_What you should do_
List all the lines in these records that hold "connection".

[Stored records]
BEGIN

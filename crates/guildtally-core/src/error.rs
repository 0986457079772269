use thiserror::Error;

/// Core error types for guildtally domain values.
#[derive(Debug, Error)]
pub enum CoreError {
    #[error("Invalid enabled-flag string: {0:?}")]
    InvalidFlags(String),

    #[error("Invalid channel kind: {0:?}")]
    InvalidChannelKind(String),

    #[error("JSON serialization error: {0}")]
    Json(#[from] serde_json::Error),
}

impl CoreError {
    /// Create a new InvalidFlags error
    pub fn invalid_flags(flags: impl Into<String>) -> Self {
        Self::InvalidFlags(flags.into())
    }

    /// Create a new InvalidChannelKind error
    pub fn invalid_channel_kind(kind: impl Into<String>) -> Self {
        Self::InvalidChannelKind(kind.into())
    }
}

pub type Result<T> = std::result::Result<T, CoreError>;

END
BEGIN

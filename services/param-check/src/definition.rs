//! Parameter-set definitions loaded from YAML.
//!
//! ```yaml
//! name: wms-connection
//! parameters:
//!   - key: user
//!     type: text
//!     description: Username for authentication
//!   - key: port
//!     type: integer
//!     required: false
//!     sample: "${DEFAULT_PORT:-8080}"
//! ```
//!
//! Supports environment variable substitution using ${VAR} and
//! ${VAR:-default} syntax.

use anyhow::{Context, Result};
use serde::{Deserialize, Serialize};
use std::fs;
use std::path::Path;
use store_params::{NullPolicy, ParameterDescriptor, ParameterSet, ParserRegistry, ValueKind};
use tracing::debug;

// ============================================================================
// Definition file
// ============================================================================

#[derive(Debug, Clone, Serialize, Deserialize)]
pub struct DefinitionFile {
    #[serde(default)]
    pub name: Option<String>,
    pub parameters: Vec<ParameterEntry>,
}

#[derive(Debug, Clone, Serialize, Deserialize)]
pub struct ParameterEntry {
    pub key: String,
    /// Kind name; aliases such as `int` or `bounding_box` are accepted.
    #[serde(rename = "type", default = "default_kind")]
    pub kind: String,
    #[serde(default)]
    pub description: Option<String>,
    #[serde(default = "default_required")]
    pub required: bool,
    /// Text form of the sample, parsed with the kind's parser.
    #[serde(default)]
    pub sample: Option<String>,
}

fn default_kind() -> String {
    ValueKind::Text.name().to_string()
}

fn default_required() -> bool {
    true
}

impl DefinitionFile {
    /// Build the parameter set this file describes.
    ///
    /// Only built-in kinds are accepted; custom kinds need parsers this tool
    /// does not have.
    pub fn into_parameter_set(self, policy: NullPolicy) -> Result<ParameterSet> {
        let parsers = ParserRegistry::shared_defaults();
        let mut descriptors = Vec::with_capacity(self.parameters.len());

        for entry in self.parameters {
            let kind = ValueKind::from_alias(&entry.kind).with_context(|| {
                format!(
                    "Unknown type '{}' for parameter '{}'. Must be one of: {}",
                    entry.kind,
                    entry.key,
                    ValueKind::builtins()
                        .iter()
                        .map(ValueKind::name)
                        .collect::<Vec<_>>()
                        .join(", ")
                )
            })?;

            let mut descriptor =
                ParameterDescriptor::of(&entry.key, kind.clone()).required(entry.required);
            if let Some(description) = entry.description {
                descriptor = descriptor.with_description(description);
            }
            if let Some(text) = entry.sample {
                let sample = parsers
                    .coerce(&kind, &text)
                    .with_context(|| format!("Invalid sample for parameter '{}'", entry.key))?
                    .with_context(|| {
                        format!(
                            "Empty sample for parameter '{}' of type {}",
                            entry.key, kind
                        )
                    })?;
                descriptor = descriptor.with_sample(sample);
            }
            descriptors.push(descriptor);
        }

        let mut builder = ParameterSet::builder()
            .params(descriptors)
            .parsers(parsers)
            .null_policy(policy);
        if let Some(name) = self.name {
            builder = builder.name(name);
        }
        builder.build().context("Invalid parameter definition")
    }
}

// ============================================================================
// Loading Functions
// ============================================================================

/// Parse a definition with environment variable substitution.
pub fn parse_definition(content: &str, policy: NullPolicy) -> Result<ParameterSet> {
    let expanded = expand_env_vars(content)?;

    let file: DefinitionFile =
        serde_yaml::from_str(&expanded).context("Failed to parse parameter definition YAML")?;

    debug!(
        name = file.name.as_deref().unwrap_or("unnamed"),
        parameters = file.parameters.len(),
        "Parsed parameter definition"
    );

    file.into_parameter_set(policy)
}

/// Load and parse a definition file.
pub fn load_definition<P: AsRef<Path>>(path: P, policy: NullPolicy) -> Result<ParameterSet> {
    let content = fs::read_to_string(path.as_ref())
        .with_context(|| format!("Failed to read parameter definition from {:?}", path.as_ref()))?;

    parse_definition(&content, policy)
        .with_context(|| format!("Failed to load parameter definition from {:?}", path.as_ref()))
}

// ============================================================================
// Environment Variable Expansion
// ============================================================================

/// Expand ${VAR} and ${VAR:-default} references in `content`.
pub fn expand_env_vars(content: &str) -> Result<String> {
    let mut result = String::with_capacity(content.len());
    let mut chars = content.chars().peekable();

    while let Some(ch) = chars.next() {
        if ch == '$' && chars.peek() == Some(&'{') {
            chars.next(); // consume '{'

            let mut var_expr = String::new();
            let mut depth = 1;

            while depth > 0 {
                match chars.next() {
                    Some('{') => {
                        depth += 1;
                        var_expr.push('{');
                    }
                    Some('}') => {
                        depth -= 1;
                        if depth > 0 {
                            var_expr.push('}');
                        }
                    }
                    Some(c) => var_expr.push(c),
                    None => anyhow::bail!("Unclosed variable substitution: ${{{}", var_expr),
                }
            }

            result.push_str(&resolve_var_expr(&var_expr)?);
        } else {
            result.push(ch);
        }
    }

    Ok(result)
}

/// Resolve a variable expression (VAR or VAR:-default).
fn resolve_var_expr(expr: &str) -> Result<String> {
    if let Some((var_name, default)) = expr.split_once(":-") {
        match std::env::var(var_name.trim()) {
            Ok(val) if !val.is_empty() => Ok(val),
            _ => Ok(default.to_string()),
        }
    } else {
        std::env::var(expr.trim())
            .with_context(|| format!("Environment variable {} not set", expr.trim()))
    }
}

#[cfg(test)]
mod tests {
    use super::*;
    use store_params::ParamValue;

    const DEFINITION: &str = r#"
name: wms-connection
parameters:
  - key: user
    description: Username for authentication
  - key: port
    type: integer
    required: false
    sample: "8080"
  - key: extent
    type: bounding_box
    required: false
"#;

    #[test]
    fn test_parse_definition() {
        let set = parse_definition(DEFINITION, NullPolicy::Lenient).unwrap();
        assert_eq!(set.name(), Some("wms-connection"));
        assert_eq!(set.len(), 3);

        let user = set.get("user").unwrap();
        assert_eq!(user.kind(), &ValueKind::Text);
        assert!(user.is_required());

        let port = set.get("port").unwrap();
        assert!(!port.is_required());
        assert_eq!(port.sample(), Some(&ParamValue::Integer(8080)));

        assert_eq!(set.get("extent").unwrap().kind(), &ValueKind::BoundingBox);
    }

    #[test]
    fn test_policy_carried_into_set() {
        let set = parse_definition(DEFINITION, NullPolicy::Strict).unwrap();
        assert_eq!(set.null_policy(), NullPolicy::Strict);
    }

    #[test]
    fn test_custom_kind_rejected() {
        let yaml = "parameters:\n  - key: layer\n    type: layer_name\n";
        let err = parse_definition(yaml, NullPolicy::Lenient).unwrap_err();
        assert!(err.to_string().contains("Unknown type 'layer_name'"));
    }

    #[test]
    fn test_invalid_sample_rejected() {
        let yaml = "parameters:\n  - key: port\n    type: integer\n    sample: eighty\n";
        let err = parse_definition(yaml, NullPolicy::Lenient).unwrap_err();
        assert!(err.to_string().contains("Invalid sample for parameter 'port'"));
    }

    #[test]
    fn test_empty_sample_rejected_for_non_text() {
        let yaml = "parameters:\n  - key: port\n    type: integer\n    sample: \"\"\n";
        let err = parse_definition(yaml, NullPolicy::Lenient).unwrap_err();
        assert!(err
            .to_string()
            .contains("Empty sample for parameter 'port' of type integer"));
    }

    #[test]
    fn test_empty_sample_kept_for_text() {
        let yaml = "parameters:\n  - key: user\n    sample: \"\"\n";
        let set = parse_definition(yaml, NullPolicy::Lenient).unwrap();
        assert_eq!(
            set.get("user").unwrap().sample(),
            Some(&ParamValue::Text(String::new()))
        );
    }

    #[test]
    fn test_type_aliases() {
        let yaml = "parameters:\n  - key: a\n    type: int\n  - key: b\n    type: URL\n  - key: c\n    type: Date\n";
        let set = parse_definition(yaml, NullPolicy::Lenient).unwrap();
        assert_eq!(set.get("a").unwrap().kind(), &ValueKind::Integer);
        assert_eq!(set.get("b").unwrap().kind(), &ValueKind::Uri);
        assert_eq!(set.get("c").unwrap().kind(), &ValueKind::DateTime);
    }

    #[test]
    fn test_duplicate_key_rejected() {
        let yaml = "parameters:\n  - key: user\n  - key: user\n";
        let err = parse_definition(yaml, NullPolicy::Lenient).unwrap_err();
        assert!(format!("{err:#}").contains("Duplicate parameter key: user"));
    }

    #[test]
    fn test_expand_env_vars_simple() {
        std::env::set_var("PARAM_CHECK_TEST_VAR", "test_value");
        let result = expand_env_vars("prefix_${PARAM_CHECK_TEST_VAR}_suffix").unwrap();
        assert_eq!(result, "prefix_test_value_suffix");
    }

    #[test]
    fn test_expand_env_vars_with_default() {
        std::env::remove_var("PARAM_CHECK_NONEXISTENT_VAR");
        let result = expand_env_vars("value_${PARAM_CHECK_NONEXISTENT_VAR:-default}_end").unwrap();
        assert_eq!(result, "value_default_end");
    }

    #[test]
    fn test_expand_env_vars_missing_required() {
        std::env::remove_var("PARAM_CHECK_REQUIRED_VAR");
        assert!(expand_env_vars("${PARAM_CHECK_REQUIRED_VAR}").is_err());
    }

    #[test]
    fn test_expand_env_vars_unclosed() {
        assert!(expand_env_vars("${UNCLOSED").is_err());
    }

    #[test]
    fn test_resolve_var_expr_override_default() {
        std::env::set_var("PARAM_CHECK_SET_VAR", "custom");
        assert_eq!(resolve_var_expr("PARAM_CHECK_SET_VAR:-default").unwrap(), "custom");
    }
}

END
BEGIN

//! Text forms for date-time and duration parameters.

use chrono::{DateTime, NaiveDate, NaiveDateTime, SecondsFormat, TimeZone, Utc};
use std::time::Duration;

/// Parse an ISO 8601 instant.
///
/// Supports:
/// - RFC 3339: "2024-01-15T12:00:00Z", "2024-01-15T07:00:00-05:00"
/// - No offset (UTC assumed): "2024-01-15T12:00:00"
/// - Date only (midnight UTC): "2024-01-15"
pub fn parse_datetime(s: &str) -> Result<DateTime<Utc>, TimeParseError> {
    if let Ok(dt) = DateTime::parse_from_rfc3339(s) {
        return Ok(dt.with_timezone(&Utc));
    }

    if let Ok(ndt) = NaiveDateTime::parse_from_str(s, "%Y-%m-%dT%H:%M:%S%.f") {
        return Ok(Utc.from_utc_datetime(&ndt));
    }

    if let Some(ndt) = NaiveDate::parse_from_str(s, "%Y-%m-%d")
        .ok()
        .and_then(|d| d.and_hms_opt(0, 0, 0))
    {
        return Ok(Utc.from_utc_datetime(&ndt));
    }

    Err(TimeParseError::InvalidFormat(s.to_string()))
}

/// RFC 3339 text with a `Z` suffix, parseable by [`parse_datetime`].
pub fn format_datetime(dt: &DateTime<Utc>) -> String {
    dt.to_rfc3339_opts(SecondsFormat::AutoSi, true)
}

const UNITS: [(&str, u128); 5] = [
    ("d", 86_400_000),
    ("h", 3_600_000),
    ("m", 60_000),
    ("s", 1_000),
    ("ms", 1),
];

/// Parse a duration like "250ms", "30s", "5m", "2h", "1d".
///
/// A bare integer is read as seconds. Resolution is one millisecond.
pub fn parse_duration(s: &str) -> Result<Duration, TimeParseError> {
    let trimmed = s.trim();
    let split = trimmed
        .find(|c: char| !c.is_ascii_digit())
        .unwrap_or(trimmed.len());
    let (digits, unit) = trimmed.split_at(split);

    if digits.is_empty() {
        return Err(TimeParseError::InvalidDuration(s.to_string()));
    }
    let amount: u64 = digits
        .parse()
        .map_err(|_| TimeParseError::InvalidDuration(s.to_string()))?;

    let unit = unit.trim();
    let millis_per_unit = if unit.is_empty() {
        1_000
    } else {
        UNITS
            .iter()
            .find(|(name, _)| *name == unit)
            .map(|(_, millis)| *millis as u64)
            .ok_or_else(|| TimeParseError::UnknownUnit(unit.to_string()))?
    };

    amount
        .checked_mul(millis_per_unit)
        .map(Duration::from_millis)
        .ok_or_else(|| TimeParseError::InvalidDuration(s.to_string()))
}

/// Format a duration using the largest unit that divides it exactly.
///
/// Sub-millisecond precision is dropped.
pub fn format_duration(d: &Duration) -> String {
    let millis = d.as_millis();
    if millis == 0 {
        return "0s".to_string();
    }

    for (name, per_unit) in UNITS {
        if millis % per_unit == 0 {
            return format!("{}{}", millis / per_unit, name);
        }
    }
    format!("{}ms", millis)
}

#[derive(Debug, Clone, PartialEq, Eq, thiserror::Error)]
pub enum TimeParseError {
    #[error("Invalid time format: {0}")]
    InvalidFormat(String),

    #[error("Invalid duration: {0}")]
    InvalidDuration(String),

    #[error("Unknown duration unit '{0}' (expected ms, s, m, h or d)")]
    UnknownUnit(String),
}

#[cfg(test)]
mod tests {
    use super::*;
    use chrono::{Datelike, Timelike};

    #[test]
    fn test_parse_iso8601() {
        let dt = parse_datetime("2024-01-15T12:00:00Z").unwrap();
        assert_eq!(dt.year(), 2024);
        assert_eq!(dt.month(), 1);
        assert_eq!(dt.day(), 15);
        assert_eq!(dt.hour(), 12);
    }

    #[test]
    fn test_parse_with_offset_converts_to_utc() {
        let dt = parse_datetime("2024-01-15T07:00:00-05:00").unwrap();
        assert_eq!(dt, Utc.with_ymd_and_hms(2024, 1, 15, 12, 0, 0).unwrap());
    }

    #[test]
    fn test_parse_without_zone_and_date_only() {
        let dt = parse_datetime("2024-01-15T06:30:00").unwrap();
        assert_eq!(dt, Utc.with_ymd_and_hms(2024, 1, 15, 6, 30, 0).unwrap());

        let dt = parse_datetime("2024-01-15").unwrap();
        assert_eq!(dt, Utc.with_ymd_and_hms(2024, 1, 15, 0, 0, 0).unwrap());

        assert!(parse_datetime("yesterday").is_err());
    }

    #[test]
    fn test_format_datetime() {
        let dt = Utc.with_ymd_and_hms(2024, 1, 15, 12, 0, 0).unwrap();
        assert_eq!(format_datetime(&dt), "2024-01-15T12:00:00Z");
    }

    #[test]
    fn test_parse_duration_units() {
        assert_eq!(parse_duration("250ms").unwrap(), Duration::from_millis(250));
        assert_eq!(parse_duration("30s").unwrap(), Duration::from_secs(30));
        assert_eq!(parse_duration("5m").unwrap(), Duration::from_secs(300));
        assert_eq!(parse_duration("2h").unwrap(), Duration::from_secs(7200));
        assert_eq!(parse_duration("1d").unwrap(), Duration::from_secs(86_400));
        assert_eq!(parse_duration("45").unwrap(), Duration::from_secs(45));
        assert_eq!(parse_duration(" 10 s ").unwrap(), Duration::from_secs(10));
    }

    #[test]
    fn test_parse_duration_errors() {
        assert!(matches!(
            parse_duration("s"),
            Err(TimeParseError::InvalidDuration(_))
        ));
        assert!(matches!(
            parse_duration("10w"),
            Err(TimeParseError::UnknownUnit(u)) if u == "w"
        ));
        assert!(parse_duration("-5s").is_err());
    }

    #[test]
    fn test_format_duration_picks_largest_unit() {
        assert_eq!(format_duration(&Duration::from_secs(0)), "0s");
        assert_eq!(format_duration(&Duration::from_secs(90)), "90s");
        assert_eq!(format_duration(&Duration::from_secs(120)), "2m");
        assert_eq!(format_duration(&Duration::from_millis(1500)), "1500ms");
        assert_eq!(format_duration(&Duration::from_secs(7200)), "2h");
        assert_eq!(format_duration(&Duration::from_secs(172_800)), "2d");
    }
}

END

_Solution to the exercise_
//! name: wms-connection
name: wms-connection
        assert_eq!(set.name(), Some("wms-connection"));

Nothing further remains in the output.